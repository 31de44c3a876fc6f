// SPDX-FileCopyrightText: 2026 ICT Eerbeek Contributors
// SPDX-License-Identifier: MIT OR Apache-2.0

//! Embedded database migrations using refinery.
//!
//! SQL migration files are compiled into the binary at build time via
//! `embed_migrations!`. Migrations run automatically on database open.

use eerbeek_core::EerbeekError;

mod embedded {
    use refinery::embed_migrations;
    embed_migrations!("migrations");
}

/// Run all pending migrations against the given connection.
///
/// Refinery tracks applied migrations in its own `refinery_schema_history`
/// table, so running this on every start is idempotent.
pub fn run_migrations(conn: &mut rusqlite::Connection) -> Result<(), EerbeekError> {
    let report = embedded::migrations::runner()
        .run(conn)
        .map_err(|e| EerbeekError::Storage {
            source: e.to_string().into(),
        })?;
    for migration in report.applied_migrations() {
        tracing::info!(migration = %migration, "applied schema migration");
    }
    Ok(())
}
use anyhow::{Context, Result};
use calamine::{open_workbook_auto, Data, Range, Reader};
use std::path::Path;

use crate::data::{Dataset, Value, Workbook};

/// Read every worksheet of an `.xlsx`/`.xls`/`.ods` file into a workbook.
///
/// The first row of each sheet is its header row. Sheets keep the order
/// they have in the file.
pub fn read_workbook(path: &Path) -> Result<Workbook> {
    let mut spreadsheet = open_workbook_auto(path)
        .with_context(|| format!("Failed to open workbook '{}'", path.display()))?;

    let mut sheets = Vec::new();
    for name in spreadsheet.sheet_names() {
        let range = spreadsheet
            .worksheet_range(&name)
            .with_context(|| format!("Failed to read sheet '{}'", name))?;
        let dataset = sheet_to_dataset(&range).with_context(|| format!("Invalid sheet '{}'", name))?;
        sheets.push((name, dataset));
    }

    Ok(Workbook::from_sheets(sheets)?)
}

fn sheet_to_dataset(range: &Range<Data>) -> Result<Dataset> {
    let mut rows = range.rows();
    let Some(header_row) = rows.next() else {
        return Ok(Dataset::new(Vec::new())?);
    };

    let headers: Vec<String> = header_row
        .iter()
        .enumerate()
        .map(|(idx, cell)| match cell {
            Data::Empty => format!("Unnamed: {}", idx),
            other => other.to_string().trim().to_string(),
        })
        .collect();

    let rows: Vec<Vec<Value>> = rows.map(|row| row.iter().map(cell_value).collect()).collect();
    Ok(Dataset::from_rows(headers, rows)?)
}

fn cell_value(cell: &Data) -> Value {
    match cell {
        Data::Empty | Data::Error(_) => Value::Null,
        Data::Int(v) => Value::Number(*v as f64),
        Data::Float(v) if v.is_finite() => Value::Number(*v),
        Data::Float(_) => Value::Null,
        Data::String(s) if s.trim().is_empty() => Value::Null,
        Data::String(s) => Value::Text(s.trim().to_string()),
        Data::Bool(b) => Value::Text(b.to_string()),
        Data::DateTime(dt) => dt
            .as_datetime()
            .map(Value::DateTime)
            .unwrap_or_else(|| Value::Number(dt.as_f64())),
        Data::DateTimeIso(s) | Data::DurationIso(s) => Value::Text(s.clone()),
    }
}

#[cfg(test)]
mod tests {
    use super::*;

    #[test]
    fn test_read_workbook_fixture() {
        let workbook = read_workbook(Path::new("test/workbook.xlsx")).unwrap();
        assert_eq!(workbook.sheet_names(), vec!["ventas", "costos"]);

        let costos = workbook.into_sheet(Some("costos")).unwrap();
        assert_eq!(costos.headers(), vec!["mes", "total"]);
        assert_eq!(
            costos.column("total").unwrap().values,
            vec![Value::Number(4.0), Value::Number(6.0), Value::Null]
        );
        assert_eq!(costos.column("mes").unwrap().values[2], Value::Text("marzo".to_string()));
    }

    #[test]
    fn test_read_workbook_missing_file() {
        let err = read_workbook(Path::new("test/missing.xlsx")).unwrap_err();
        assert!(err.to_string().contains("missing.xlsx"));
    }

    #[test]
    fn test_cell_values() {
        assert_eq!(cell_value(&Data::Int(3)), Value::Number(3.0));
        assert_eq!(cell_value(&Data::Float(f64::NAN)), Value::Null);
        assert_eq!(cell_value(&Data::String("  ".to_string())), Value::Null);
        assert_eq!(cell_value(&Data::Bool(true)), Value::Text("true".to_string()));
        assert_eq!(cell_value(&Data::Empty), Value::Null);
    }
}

----

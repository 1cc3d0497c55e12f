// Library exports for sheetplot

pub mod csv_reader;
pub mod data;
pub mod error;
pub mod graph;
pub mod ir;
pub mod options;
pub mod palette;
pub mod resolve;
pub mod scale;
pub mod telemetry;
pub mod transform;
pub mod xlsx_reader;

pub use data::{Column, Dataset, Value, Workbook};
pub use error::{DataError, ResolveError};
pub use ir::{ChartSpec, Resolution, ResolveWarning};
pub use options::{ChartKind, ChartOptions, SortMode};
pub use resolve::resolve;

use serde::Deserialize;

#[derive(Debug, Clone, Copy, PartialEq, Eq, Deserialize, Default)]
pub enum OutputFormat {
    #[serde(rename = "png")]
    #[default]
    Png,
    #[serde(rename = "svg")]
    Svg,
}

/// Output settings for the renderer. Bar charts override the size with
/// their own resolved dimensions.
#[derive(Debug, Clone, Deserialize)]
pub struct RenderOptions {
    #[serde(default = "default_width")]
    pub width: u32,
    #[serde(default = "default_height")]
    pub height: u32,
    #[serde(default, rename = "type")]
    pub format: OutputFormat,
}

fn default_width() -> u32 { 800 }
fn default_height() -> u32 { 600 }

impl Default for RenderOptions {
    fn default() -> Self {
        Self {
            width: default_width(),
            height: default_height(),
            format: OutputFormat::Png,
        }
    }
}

----

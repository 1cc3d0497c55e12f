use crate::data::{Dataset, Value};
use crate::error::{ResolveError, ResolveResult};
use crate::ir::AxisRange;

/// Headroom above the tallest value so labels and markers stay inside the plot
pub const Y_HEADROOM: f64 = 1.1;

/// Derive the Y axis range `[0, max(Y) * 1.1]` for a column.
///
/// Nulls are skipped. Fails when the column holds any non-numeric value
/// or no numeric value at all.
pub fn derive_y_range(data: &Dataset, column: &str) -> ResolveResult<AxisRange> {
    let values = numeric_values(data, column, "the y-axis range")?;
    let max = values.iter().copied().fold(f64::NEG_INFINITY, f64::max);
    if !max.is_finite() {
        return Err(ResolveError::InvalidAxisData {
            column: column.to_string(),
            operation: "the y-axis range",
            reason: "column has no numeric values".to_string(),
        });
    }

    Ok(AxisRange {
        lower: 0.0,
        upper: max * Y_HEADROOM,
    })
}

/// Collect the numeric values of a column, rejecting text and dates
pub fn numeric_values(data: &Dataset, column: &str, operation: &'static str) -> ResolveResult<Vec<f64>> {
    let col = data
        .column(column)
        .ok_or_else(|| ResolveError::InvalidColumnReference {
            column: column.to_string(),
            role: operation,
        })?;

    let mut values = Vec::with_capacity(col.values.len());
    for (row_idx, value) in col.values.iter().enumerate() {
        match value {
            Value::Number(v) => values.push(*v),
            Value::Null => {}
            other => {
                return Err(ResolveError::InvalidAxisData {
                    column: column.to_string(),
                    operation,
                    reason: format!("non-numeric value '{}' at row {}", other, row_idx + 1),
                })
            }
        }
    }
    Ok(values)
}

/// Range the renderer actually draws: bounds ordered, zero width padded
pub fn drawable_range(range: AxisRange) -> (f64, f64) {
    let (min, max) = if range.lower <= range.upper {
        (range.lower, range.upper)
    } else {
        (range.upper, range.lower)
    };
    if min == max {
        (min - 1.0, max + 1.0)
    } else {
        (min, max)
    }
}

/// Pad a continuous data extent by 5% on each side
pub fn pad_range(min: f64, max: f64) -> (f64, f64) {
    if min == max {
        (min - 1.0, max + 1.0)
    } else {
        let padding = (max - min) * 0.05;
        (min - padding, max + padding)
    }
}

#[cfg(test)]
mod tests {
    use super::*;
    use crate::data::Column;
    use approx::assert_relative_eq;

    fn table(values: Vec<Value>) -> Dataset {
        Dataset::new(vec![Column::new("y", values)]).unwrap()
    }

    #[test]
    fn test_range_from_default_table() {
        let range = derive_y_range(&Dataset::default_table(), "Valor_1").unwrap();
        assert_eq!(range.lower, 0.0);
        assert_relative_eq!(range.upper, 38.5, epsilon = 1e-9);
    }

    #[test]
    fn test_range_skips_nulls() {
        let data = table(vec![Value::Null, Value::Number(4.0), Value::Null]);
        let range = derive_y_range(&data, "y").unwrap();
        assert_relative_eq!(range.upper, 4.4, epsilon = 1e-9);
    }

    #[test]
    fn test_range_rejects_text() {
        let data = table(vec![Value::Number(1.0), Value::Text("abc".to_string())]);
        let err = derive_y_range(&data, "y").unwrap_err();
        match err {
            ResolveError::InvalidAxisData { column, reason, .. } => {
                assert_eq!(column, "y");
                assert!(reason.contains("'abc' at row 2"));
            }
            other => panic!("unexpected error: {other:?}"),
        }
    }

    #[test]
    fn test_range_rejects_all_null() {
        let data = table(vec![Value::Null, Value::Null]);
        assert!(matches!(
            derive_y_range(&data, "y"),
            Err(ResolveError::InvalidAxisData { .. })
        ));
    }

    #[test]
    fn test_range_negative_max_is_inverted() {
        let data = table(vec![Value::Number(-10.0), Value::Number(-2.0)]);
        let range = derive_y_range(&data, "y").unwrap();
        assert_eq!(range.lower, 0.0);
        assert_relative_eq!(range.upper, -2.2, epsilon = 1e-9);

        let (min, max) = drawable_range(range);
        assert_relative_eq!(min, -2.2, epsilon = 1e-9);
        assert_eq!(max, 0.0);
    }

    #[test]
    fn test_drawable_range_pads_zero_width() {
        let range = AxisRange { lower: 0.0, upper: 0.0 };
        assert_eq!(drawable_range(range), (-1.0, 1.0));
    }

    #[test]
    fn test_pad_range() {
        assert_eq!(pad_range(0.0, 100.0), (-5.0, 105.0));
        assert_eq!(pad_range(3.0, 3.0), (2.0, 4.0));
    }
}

----

**Task brief**
Whenever a line of the data above includes the word "headers", copy that line.

**Task response**
    let headers: Vec<String> = header_row
    Ok(Dataset::from_rows(headers, rows)?)
        assert_eq!(costos.headers(), vec!["mes", "total"]);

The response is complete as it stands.